Mein bester Kumpel der sich im Ausland befindet (Bosnien Herzegovina) hat sich ja irgendwo einen Dialer eingefangen der in 4 Tagen die Telefonrechnung richtig in die Höhe getrieben hat.(Alleine durch den Aufbau einer Auslandsverbindung) Das einzige was ich noch heute von ihm telefonisch herausfinden konnte war die Einwahlnummer und das Land von den Dialer-Betreibern. Und die lautet: 0042 366 390 30 94. Ich habe schon Reg TP kontaktiert aber die konnten mir auch nicht viel weiter helfen da diese Nummer hier gar nicht registriert ist. Deswegen versuche ich es ja auf diesem Wege. Vielleicht weiß denn einer Bescheid. Wer steckt hinter dieser Nummer und (wie) kriege ich den überhaupt raus? Allem Anschein nach, handelt es sich um einen sehr dubiosen Anbieter der allerschlimmsten Art. Danke im Voraus...

m.f.G.

bhfoo7


----------



## technofreak (14 September 2004)

*Re: Hilfe! Dialer aus Lichtenstein mit keiner 0900...usw Num*



			
				bhfoo7 schrieb:
			
		

> Das einzige was ich noch heute von ihm telefonisch herausfinden konnte war die Einwahlnummer und das Land von den Dialer-Betreibern.
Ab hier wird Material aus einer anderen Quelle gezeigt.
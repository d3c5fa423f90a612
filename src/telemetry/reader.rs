//! Read-back of persisted log and I/O files

use std::path::{Path, PathBuf};

use serde::de::DeserializeOwned;

use super::error::{TelemetryError, TelemetryResult};
use super::fs::FileSystem;
use super::layout::{is_io_file, is_session_file, log_file_index, session_file_parts};
use crate::types::{IoEntry, LogEntry};

/// Log files in `dir`, oldest first
pub fn list_log_files(fs: &dyn FileSystem, dir: &Path) -> TelemetryResult<Vec<PathBuf>> {
    let files = fs.list_files(dir).map_err(|e| TelemetryError::io(dir, e))?;
    let mut logs: Vec<(usize, PathBuf)> = files
        .into_iter()
        .filter_map(|p| log_file_index(&p).map(|index| (index, p)))
        .collect();
    logs.sort_by_key(|(index, _)| *index);
    Ok(logs.into_iter().map(|(_, p)| p).collect())
}

/// Individual I/O files in `io_dir`, sorted by name
pub fn list_individual_io_files(
    fs: &dyn FileSystem,
    io_dir: &Path,
) -> TelemetryResult<Vec<PathBuf>> {
    let files = fs
        .list_files(io_dir)
        .map_err(|e| TelemetryError::io(io_dir, e))?;
    Ok(files
        .into_iter()
        .filter(|p| is_io_file(p) && !is_session_file(p))
        .collect())
}

/// Session I/O files in `io_dir`, grouped by module and in rotation order
pub fn list_session_io_files(
    fs: &dyn FileSystem,
    io_dir: &Path,
) -> TelemetryResult<Vec<PathBuf>> {
    let files = fs
        .list_files(io_dir)
        .map_err(|e| TelemetryError::io(io_dir, e))?;
    let mut sessions: Vec<((String, usize), PathBuf)> = files
        .into_iter()
        .filter(|p| is_io_file(p))
        .filter_map(|p| session_file_parts(&p).map(|parts| (parts, p)))
        .collect();
    sessions.sort_by(|a, b| a.0.cmp(&b.0));
    Ok(sessions.into_iter().map(|(_, p)| p).collect())
}

/// Entries of a log file in write order
pub fn read_log_file(fs: &dyn FileSystem, path: &Path) -> TelemetryResult<Vec<LogEntry>> {
    read_json_lines(fs, path)
}

/// The single entry of an individual I/O file
pub fn read_individual_io_file(fs: &dyn FileSystem, path: &Path) -> TelemetryResult<IoEntry> {
    let content = fs
        .read_to_string(path)
        .map_err(|e| TelemetryError::io(path, e))?;
    serde_json::from_str(&content).map_err(|source| TelemetryError::MalformedRecord {
        path: path.to_path_buf(),
        source,
    })
}

/// Entries of a session I/O file in write order
pub fn read_session_io_file(fs: &dyn FileSystem, path: &Path) -> TelemetryResult<Vec<IoEntry>> {
    read_json_lines(fs, path)
}

/// Parse one record per line, skipping blank and unparseable lines
fn read_json_lines<T: DeserializeOwned>(
    fs: &dyn FileSystem,
    path: &Path,
) -> TelemetryResult<Vec<T>> {
    let content = fs
        .read_to_string(path)
        .map_err(|e| TelemetryError::io(path, e))?;

    let mut records = Vec::new();
    for (line_num, line) in content.lines().enumerate() {
        if line.trim().is_empty() {
            continue;
        }
        match serde_json::from_str(line) {
            Ok(record) => records.push(record),
            Err(e) => {
                tracing::warn!(
                    path = %path.display(),
                    line = line_num + 1,
                    error = %e,
                    "skipping unparseable telemetry record"
                );
            }
        }
    }
    Ok(records)
}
Und die lautet: 0042 366 390 30 94. Ich habe schon Reg TP kontaktiert aber die konnten mir auch nicht viel weiter helfen da diese Nummer hier gar nicht registriert ist.



Diese Nummern können nicht registriert sein, da in Deutschland nur die Rufnummerngasse 
09009.. als Dialereinwahl zugelassen ist 

http://www.heise.de/security/artikel/45406


> Warnung vor Dialern mit Auslands- oder Satelliten-Rufnummern
> ...
> Dazu kommen noch 2 verdächtige Rufnummern nach Liechtenstein, wobei der Zweck dieses Verbindungsaufbaus noch nicht klar ist.
> 
> ...



Würde dem  Provider (T-Kom? ) den Fall schildern und ggf sich auch ans BSI wenden
http://www.bsi.de/av/dialer.htm
[email protected]

tf


----------



## Der Jurist (14 September 2004)

Werfe einen Blick in unseren Erste-Hilfe-Kasten. Einfach die blaue Schrift anklicken.

Du musst zunächst nicht wissen, wer dahintersteckt


----------



## wak77 (29 Juli 2005)

*0042 366 390..... Dialer*

Danke für Hinweis.
Eben habe ich einen angeblichen Interesenten aus Österreich für mein bei AutoScout24 inseriertes Auto bekommen, mit der Bitte um Rückruf.

Beinah angerufen. Nur Österreich hat 0043 Vorwahl, das hat mich stutzig gemacht. Dann in Google ....

Gut dass solche Foren gibt !!!


----------



## Rohan (29 Juli 2005)

bhfoo7 schrieb:
			
		

> Mein bester Kumpel der sich im Ausland befindet (Bosnien Herzegovina) hat sich ja irgendwo einen Dialer eingefangen der in 4 Tagen die Telefonrechnung richtig in die Höhe getrieben hat.(Alleine durch den Aufbau einer Auslandsverbindung) m.f.G.
> bhfoo7



Verstehe ich das richtig ? Dein Kumpel in Bosnien hat sich einen Dialer eingefangen ...? 

... oder geht es um den Telefonanschluss Deines Kumpels in Deutschland ?


----------



## stieglitz (29 Juli 2005)

@rohan
Das hat der bereits am *14.9.2004* geschrieben.
Der wird hier kaum nochmal auftauchen, zudem er nicht angemeldet war.


----------